Today, Royal Dutch/Shell Plc (RDSB.LN) is still reeling from allegations, that it denies, of complicity in human rights violations in Nigeria’s Ogoniland in the 1990s. On Sept. 29, a New York court rejected a motion by the company to have counts of “crimes against humanity” dismissed in a case accusing it of facilitating repression at the time. Shell declined to comment on the ruling.

Shell may now lose its license in Ogoniland due to a decade of inactivity, following the unrest and subsequent negative publicity.

In the last few years, the number of lawsuits against both major oil companies and independents has been on the rise, underscoring the increased risk to the companies’ public profile.

In 2001, a lawsuit was filed in Manhattan against Canada’s Talisman Energy Inc. (TLM) alleging it aided genocide by investing in a Sudanese oil project. The case provided additional publicity to a campaign against the company’s presence in the country, which ultimately led the company to leave in 2003. Yet, on Sept. 12 this year, five years after the lawsuit was filed, the Manhattan court ruled in favor of Talisman, asserting plaintiffs had failed to find evidence it violated international law.
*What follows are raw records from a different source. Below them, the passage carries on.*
use secrecy::Secret;
use service_core::config as core_config;
use service_core::error::AppError;
use std::env;
use std::str::FromStr;

/// Enrolment method name stored on enrolment instances handled here.
pub const ENROL_METHOD: &str = "ipaymu";

#[derive(Clone, Debug)]
pub struct EnrolmentConfig {
    pub common: core_config::Config,
    pub database: DatabaseConfig,
    pub ipaymu: IpaymuConfig,
    pub enrol: EnrolConfig,
    pub mail: MailConfig,
    pub smtp: SmtpConfig,
    pub service_name: String,
}

#[derive(Clone, Debug)]
pub struct DatabaseConfig {
    pub url: Secret<String>,
    pub db_name: String,
}

#[derive(Clone, Debug)]
pub struct IpaymuConfig {
    /// Virtual account number issued by iPaymu.
    pub va: String,
    pub api_key: Secret<String>,
    pub api_base_url: String,
    pub timeout_secs: u64,
}

#[derive(Clone, Debug)]
pub struct EnrolConfig {
    /// Plugin switch. When off every callback is answered with 503.
    pub enabled: bool,
    pub method: String,
}

#[derive(Clone, Debug)]
pub struct MailConfig {
    pub mail_students: bool,
    pub mail_teachers: bool,
    pub mail_admins: bool,
    /// Custom HTML overrides; `None` renders the built-in templates.
    pub student_email: Option<String>,
    pub teacher_email: Option<String>,
    pub admin_email: Option<String>,
    pub support_name: String,
    pub support_email: String,
}

#[derive(Clone, Debug)]
pub struct SmtpConfig {
    pub host: String,
    pub port: u16,
    pub user: String,
    pub password: Secret<String>,
    pub from_email: String,
    pub from_name: String,
    pub enabled: bool,
}

impl EnrolmentConfig {
    pub fn load() -> Result<Self, AppError> {
        let common = core_config::Config::load()?;
        let is_prod = env::var("ENVIRONMENT").unwrap_or_else(|_| "dev".to_string()) == "prod";

        Ok(EnrolmentConfig {
            common,
            database: DatabaseConfig {
                url: Secret::new(get_env("MONGODB_URI", None, is_prod)?),
                db_name: get_env("MONGODB_DATABASE", Some("enrolment_db"), is_prod)?,
            },
            ipaymu: IpaymuConfig {
                va: get_env("IPAYMU_VA", Some(""), is_prod)?,
                api_key: Secret::new(get_env("IPAYMU_API_KEY", Some(""), is_prod)?),
                api_base_url: get_env(
                    "IPAYMU_API_BASE_URL",
                    Some("https://sandbox.ipaymu.com"),
                    is_prod,
                )?,
                timeout_secs: get_number("IPAYMU_TIMEOUT_SECS", Some("10"), is_prod)?,
            },
            enrol: EnrolConfig {
                enabled: get_flag("ENROL_IPAYMU_ENABLED", true)?,
                method: ENROL_METHOD.to_string(),
            },
            mail: MailConfig {
                mail_students: get_flag("MAIL_STUDENTS", true)?,
                mail_teachers: get_flag("MAIL_TEACHERS", true)?,
                mail_admins: get_flag("MAIL_ADMINS", false)?,
                student_email: get_optional("STUDENT_EMAIL"),
                teacher_email: get_optional("TEACHER_EMAIL"),
                admin_email: get_optional("ADMIN_EMAIL"),
                support_name: get_env("SUPPORT_NAME", Some("Support"), is_prod)?,
                support_email: get_env("SUPPORT_EMAIL", Some("support@example.com"), is_prod)?,
            },
            smtp: SmtpConfig {
                host: get_env("SMTP_HOST", Some("smtp.gmail.com"), is_prod)?,
                port: get_number("SMTP_PORT", Some("587"), is_prod)?,
                user: get_env("SMTP_USER", Some(""), is_prod)?,
                password: Secret::new(get_env("SMTP_PASSWORD", Some(""), is_prod)?),
                from_email: get_env("SMTP_FROM_EMAIL", Some("noreply@example.com"), is_prod)?,
                from_name: get_env("SMTP_FROM_NAME", Some("Course Enrolment"), is_prod)?,
                enabled: get_flag("SMTP_ENABLED", false)?,
            },
            service_name: "enrolment-service".to_string(),
        })
    }
}

fn get_env(key: &str, default: Option<&str>, is_prod: bool) -> Result<String, AppError> {
    match env::var(key) {
        Ok(val) => Ok(val),
        Err(_) => {
            if is_prod {
                Err(AppError::ConfigError(anyhow::anyhow!(
                    "{} is required in production but not set",
                    key
                )))
            } else if let Some(def) = default {
                Ok(def.to_string())
            } else {
                Err(AppError::ConfigError(anyhow::anyhow!(
                    "{} is required but not set",
                    key
                )))
            }
        }
    }
}

fn get_number<T>(key: &str, default: Option<&str>, is_prod: bool) -> Result<T, AppError>
where
    T: FromStr,
    T::Err: std::fmt::Display,
{
    parse_number(key, &get_env(key, default, is_prod)?)
}

fn parse_number<T>(key: &str, raw: &str) -> Result<T, AppError>
where
    T: FromStr,
    T::Err: std::fmt::Display,
{
    raw.trim().parse().map_err(|e| {
        AppError::ConfigError(anyhow::anyhow!("{} has invalid value '{}': {}", key, raw, e))
    })
}

fn get_flag(key: &str, default: bool) -> Result<bool, AppError> {
    match env::var(key) {
        Ok(raw) => parse_flag(key, &raw),
        Err(_) => Ok(default),
    }
}

fn parse_flag(key: &str, raw: &str) -> Result<bool, AppError> {
    match raw.trim().to_ascii_lowercase().as_str() {
        "1" | "true" | "yes" | "on" => Ok(true),
        "0" | "false" | "no" | "off" => Ok(false),
        _ => Err(AppError::ConfigError(anyhow::anyhow!(
            "{} must be a boolean, got '{}'",
            key,
            raw
        ))),
    }
}

fn get_optional(key: &str) -> Option<String> {
    env::var(key).ok().filter(|v| !v.trim().is_empty())
}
But the risk of a lengthy legal battle and attendant publicity has pushed most of the companies faced with such cases to settle out of court.

Early last year, Unocal, Total’s partner in a Myanmar project and now part of Chevron Corp. (CVX), also agreed to pay undisclosed compensation to villagers after lawsuits filed in federal and California state courts were upheld. The plaintiffs alleged that soldiers guarding the partners’ Yadana pipeline joint venture had committed rape and murder. Unocal denied any knowledge of human-rights abuses.

And in June this year, BP Plc (BP) agreed to compensate about 1,000 Colombian farmers who were preparing to bring a lawsuit in London. They claimed they suffered harassment from far-right paramilitary groups as a result of their opposition to a pipeline built by the U.K. oil giant. The company settled for about $5 million, according to a person familiar with the matter.

Lawyers representing the farmers say BP wasn’t suspected of supporting the paramilitaries, but they allege the farmers’ campaign against the project made them a target.

To combat this and shore-up their reputations, now and in future, oil companies are likely to implement “tighter due diligence, impact assessments, training and awareness programs in relation to human rights,” Control Risk’s Maddy says.

As a result, most have set up stringent human-rights policies. Since last year, ExxonMobil has started rolling out new guidance to improve security practices, including increased dialogue with host governments and mandatory training for private security contractors.

But it’s not only human rights issues that are of increasing concern. The recent regulatory woes faced by the Royal Dutch Shell-led Sakhalin-2 venture show how environmental issues can endanger the pursuit of a project and how companies face greater scrutiny when they venture into risky areas.

In the long run, where companies improve their environmental and human rights strategies, it can be beneficial to all parties, experts say.

In ExxonMobil’s Indonesian case, Agnieszka Fryszman, a Washington-based lawyer with Cohen, Milstein, Hausfeld & Toll who is defending the plaintiffs, says that the goal of the ExxonMobil lawsuit is to make its operations run more smoothly by improving community relations. She uses as another example BP’s Tangguh, an Indonesian LNG project which uses the local police and community representatives for security, instead of an army known for its human-rights violations.

She says implementing a better security policy would make ExxonMobil’s investment “more sustainable and less costly, in lives and money.”